■ YOUR ASSIGNMENT: What is needed is a single figure: how many lines of the records below contain the word "engine".

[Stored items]

* * *

//! Terminal input mapping.
//!
//! Maps `crossterm` key events into engine [`crate::types::Command`]s. The
//! engine only knows four gameplay commands plus "new game"; there is no
//! auto-repeat handling here since the terminal's own key repeat is enough
//! for one-cell moves.

pub mod map;

pub use color_tetris_types as types;

pub use map::{handle_key_event, should_quit};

* * *

■ RESULT FOR THIS EXERCISE: 2